Here we using the syntax "type > tag" to define that the LHS (left hand side) type may optionally use the RHS (right hand side) tag according the definition given in the slash-slash comment. This definition is context specific to when the tag is applied to the LHS type.

We can use Python style indentation to omit the base type. The following has exactly the same semantics as the definitions above:

site 
  > area             // Square footage of the site
  > tz               // Timezone of the site
  > primaryFunction  // Primary function of the site
  > yearBuilt        // Original construction year

Notation: Subtype

Here is how to define a subtype dimension

point subject>        // Subject or substance of the point's measurement or control
point subject> air    // Point related to air
point subject> water  // Point related to water
point subject> steam  // Point related to steam
point subject> elec   // Point related to electricity

Here we define a named dimension of subtyping on points. In this case the dimension name is subject as defined with the syntax "type dim>". Then we can define exclusive subtype choices for that dimension with the syntax "type dim> tag". Each choice defines a new type. In our example above, we have now defined the new types "point air", "point water", etc.
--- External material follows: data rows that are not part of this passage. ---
//! Application configuration structures.

use std::fs;
use std::path::Path;

use serde::{Deserialize, Serialize};

use crate::error::{AppError, Result};
use crate::models::{SiteProfile, SiteSelectors};
use crate::utils::parse_selector;

/// Root application configuration.
#[derive(Debug, Clone, Serialize, Deserialize)]
pub struct Config {
    /// Page classification weights and thresholds
    #[serde(default)]
    pub classifier: ClassifierConfig,

    /// Plausibility bounds for scraped values
    #[serde(default)]
    pub validation: ValidationConfig,

    /// Extraction settings
    #[serde(default)]
    pub scraper: ScraperConfig,

    /// HTTP and batch behavior settings
    #[serde(default)]
    pub crawler: CrawlerConfig,

    /// Selectors shared by every scraper
    #[serde(default = "SiteSelectors::common")]
    pub common: SiteSelectors,

    /// Site-specific scrapers, matched by hostname in order
    #[serde(default = "SiteProfile::defaults")]
    pub sites: Vec<SiteProfile>,
}

impl Config {
    /// Load configuration from a TOML file.
    pub fn load(path: impl AsRef<Path>) -> Result<Self> {
        let content = fs::read_to_string(path)?;
        Ok(toml::from_str(&content)?)
    }

    /// Load configuration or return default if loading fails.
    pub fn load_or_default(path: impl AsRef<Path>) -> Self {
        Self::load(&path).unwrap_or_else(|e| {
            log::warn!(
                "Config load failed from {:?}: {}. Using defaults.",
                path.as_ref(),
                e
            );
            Self::default()
        })
    }

    /// Validate configuration values for basic sanity.
    pub fn validate(&self) -> Result<()> {
        let threshold = self.classifier.min_confidence;
        if !(0.0..=1.0).contains(&threshold) {
            return Err(AppError::validation(
                "classifier.min_confidence must be within [0, 1]",
            ));
        }
        if self.classifier.weights.total() <= 0.0 {
            return Err(AppError::validation(
                "classifier.weights must sum to a positive value",
            ));
        }
        for (name, penalty) in [
            ("scrape_error_penalty", self.classifier.scrape_error_penalty),
            ("empty_result_penalty", self.classifier.empty_result_penalty),
        ] {
            if !(0.0..=1.0).contains(&penalty) {
                return Err(AppError::validation(format!(
                    "classifier.{name} must be within [0, 1]"
                )));
            }
        }

        let v = &self.validation;
        for (name, range) in [
            ("width", v.width),
            ("height", v.height),
            ("depth", v.depth),
            ("price", v.price),
        ] {
            if range.min >= range.max {
                return Err(AppError::validation(format!(
                    "validation.{name}: min must be below max"
                )));
            }
        }

        if self.scraper.max_images == 0 {
            return Err(AppError::validation("scraper.max_images must be > 0"));
        }
        if self.crawler.user_agent.trim().is_empty() {
            return Err(AppError::validation("crawler.user_agent is empty"));
        }
        if self.crawler.timeout_secs == 0 {
            return Err(AppError::validation("crawler.timeout_secs must be > 0"));
        }
        if self.crawler.max_concurrent == 0 {
            return Err(AppError::validation("crawler.max_concurrent must be > 0"));
        }

        for site in &self.sites {
            if site.host_contains.trim().is_empty() {
                return Err(AppError::validation(format!(
                    "site '{}' has an empty host_contains",
                    site.name
                )));
            }
        }

        // Every selector must parse, otherwise scraping fails at runtime.
        for selector in self
            .common
            .all()
            .chain(self.sites.iter().flat_map(|s| s.selectors.all()))
        {
            parse_selector(selector)?;
        }

        Ok(())
    }
}

impl Default for Config {
    fn default() -> Self {
        Self {
            classifier: ClassifierConfig::default(),
            validation: ValidationConfig::default(),
            scraper: ScraperConfig::default(),
            crawler: CrawlerConfig::default(),
            common: SiteSelectors::common(),
            sites: SiteProfile::defaults(),
        }
    }
}

/// Weights of the five product-page indicators.
#[derive(Debug, Clone, Copy, Serialize, Deserialize, PartialEq)]
pub struct IndicatorWeights {
    #[serde(default = "defaults::weight_schema")]
    pub schema_product: f64,
    #[serde(default = "defaults::weight_single_product")]
    pub single_product: f64,
    #[serde(default = "defaults::weight_add_to_cart")]
    pub add_to_cart: f64,
    #[serde(default = "defaults::weight_dimensions")]
    pub dimensions: f64,
    #[serde(default = "defaults::weight_url")]
    pub product_url: f64,
}

impl IndicatorWeights {
    pub fn total(&self) -> f64 {
        self.schema_product + self.single_product + self.add_to_cart + self.dimensions + self.product_url
    }
}

impl Default for IndicatorWeights {
    fn default() -> Self {
        Self {
            schema_product: defaults::weight_schema(),
            single_product: defaults::weight_single_product(),
            add_to_cart: defaults::weight_add_to_cart(),
            dimensions: defaults::weight_dimensions(),
            product_url: defaults::weight_url(),
        }
    }
}

/// Page classification settings.
#[derive(Debug, Clone, Serialize, Deserialize)]
pub struct ClassifierConfig {
    /// Indicator weights
    #[serde(default)]
    pub weights: IndicatorWeights,

    /// Pages scoring below this are not scraped
    #[serde(default = "defaults::min_confidence")]
    pub min_confidence: f64,

    /// Confidence multiplier applied when a scraper fails
    #[serde(default = "defaults::scrape_error_penalty")]
    pub scrape_error_penalty: f64,

    /// Confidence multiplier applied when nothing could be extracted
    #[serde(default = "defaults::empty_result_penalty")]
    pub empty_result_penalty: f64,
}

impl Default for ClassifierConfig {
    fn default() -> Self {
        Self {
            weights: IndicatorWeights::default(),
            min_confidence: defaults::min_confidence(),
            scrape_error_penalty: defaults::scrape_error_penalty(),
            empty_result_penalty: defaults::empty_result_penalty(),
        }
    }
}

/// Inclusive numeric range.
#[derive(Debug, Clone, Copy, Serialize, Deserialize, PartialEq)]
pub struct Bounds {
    pub min: f64,
    pub max: f64,
}

impl Bounds {
    pub const fn new(min: f64, max: f64) -> Self {
        Self { min, max }
    }

    pub fn contains(&self, value: f64) -> bool {
        value.is_finite() && value >= self.min && value <= self.max
    }
}

/// Plausibility bounds for furniture. Dimensions are in inches, price in
/// dollars.
#[derive(Debug, Clone, Serialize, Deserialize)]
pub struct ValidationConfig {
    #[serde(default = "defaults::width_bounds")]
    pub width: Bounds,
    #[serde(default = "defaults::height_bounds")]
    pub height: Bounds,
    #[serde(default = "defaults::depth_bounds")]
    pub depth: Bounds,
    #[serde(default = "defaults::price_bounds")]
    pub price: Bounds,

    /// Axes that must fall within bounds for dimensions to be kept
    #[serde(default = "defaults::min_valid_axes")]
    pub min_valid_axes: usize,
}

impl Default for ValidationConfig {
    fn default() -> Self {
        Self {
            width: defaults::width_bounds(),
            height: defaults::height_bounds(),
            depth: defaults::depth_bounds(),
            price: defaults::price_bounds(),
            min_valid_axes: defaults::min_valid_axes(),
        }
    }
}

/// Extraction settings.
#[derive(Debug, Clone, Serialize, Deserialize)]
pub struct ScraperConfig {
    /// Maximum number of images kept per product
    #[serde(default = "defaults::max_images")]
    pub max_images: usize,

    /// Image URLs containing any of these substrings are dropped
    #[serde(default = "defaults::placeholder_patterns")]
    pub placeholder_patterns: Vec<String>,

    /// Longest text considered when scanning the page for a dimensions blurb
    #[serde(default = "defaults::max_dimension_text")]
    pub max_dimension_text: usize,
}

impl ScraperConfig {
    /// Whether an image URL matches a placeholder pattern.
    pub fn is_placeholder(&self, src: &str) -> bool {
        let lower = src.to_lowercase();
        self.placeholder_patterns
            .iter()
            .any(|p| lower.contains(&p.to_lowercase()))
    }
}

impl Default for ScraperConfig {
    fn default() -> Self {
        Self {
            max_images: defaults::max_images(),
            placeholder_patterns: defaults::placeholder_patterns(),
            max_dimension_text: defaults::max_dimension_text(),
        }
    }
}

/// HTTP client and batch behavior settings.
#[derive(Debug, Clone, Serialize, Deserialize)]
pub struct CrawlerConfig {
    /// User-Agent header for HTTP requests
    #[serde(default = "defaults::user_agent")]
    pub user_agent: String,

    /// Request timeout in seconds
    #[serde(default = "defaults::timeout")]
    pub timeout_secs: u64,

    /// Delay between requests in milliseconds
    #[serde(default = "defaults::request_delay")]
    pub request_delay_ms: u64,

    /// Maximum concurrent requests
    #[serde(default = "defaults::max_concurrent")]
    pub max_concurrent: usize,
}

impl Default for CrawlerConfig {
    fn default() -> Self {
        Self {
            user_agent: defaults::user_agent(),
            timeout_secs: defaults::timeout(),
            request_delay_ms: defaults::request_delay(),
            max_concurrent: defaults::max_concurrent(),
        }
    }
}

mod defaults {
    use super::Bounds;

    // Classifier defaults
    pub fn weight_schema() -> f64 {
        0.3
    }
    pub fn weight_single_product() -> f64 {
        0.2
    }
    pub fn weight_add_to_cart() -> f64 {
        0.2
    }
    pub fn weight_dimensions() -> f64 {
        0.15
    }
    pub fn weight_url() -> f64 {
        0.15
    }
    pub fn min_confidence() -> f64 {
        0.3
    }
    pub fn scrape_error_penalty() -> f64 {
        0.8
    }
    pub fn empty_result_penalty() -> f64 {
        0.5
    }

    // Validation defaults
    pub fn width_bounds() -> Bounds {
        Bounds::new(6.0, 144.0)
    }
    pub fn height_bounds() -> Bounds {
        Bounds::new(6.0, 120.0)
    }
    pub fn depth_bounds() -> Bounds {
        Bounds::new(6.0, 72.0)
    }
    pub fn price_bounds() -> Bounds {
        Bounds::new(10.0, 50_000.0)
    }
    pub fn min_valid_axes() -> usize {
        2
    }

    // Scraper defaults
    pub fn max_images() -> usize {
        5
    }
    pub fn placeholder_patterns() -> Vec<String> {
        vec![
            "placeholder".into(),
            "spinner".into(),
            "loading".into(),
            "blank.gif".into(),
            "spacer".into(),
            "pixel.gif".into(),
            "1x1".into(),
            "data:image".into(),
        ]
    }
    pub fn max_dimension_text() -> usize {
        300
    }

    // Crawler defaults
    pub fn user_agent() -> String {
        "Mozilla/5.0 (compatible; furniture-scraper/0.1)".into()
    }
    pub fn timeout() -> u64 {
        30
    }
    pub fn request_delay() -> u64 {
        250
    }
    pub fn max_concurrent() -> usize {
        4
    }
}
We can use indentation to collapse the definition above. And lets flush out more point subtypes to see how it works in practice:

point

qualifier>            // Classifies the point as a sensor, command, or setpoint
  sensor              // Point is a sensor, input, AI/BI
  cmd                 // Point is a command, actuator, AO/BO
  sp                  // Point is a setpoint, soft point, internal control variable, schedule

subject>              // Subject or substance of the point's measurement or control
  air                 // Point related to air
  water               // Point related to water
  steam               // Point related to steam
  elec                // Point related to electricity
  refrig              // Point related to refrigerant substance

air

  quantity>           // Quantity of air measured or controlled
    temp              // Point related to dry bulb air temperature
    humidity          // Point related to percent relative humidity of air
    flow              // Point related to volumetric air flow
    pressure          // Point related to static air pressure

water

  quantity>           // Quantity of water measured or controlled
    temp              // Point related to water temperature
    flow              // Point related to volumetric water flow
    pressure          // Point related to water pressure

  waterType>          // Type of the water and its usage
    domestic          // Tap water for drinking, washing, cooking, and flushing of toliets
    hot               // Hot water used for heating or supply to hot taps
    chilled           // Water used for cooling
    condenser         // Water used used to remove heat through condensation
    makeup            // Water used used to makeup water loss through leaks, evaporation, or blowdown
    blowdown          // Water expelled from a system to remove mineral build up

What is created as you define these dimensions and their choices is a "type tree" or "decision tree". Each time you add a marker tag it potentially opens up new choices to narrow the type along multiple branches (dimensions).

Notation: Relationship

Lastly we need a notation to define relationships. Here are some examples:

equip <equipRef> equip      // Equipment contains sub-equipment
equip <equipRef> point      // Equipment contains point

A relationship has a LHS type and a RHS type and one or more relationship tags grouped between the "<>". The first relationship tag must be a ref tag which is applied to the entity on the RHS to reference the LHS. Or put another way the RHS is the "from entity" and the LHS is the "to entity" in terms of the ref tag. Lets deconstruct this example:

LHS    Tags        RHS      Doc definition of relationship
-----  ---------   -----    -------------------------------
equip  <equipRef>  point    // Equipment contains point

The LHS type is any entity tagged with the equip marker tag. The RHS is a point entity. In order to apply the relationship, then the equipRef tag must applied to the RHS (the point) and reference the LHS (the equip). When all of those conditions hold true, then the relationship applies.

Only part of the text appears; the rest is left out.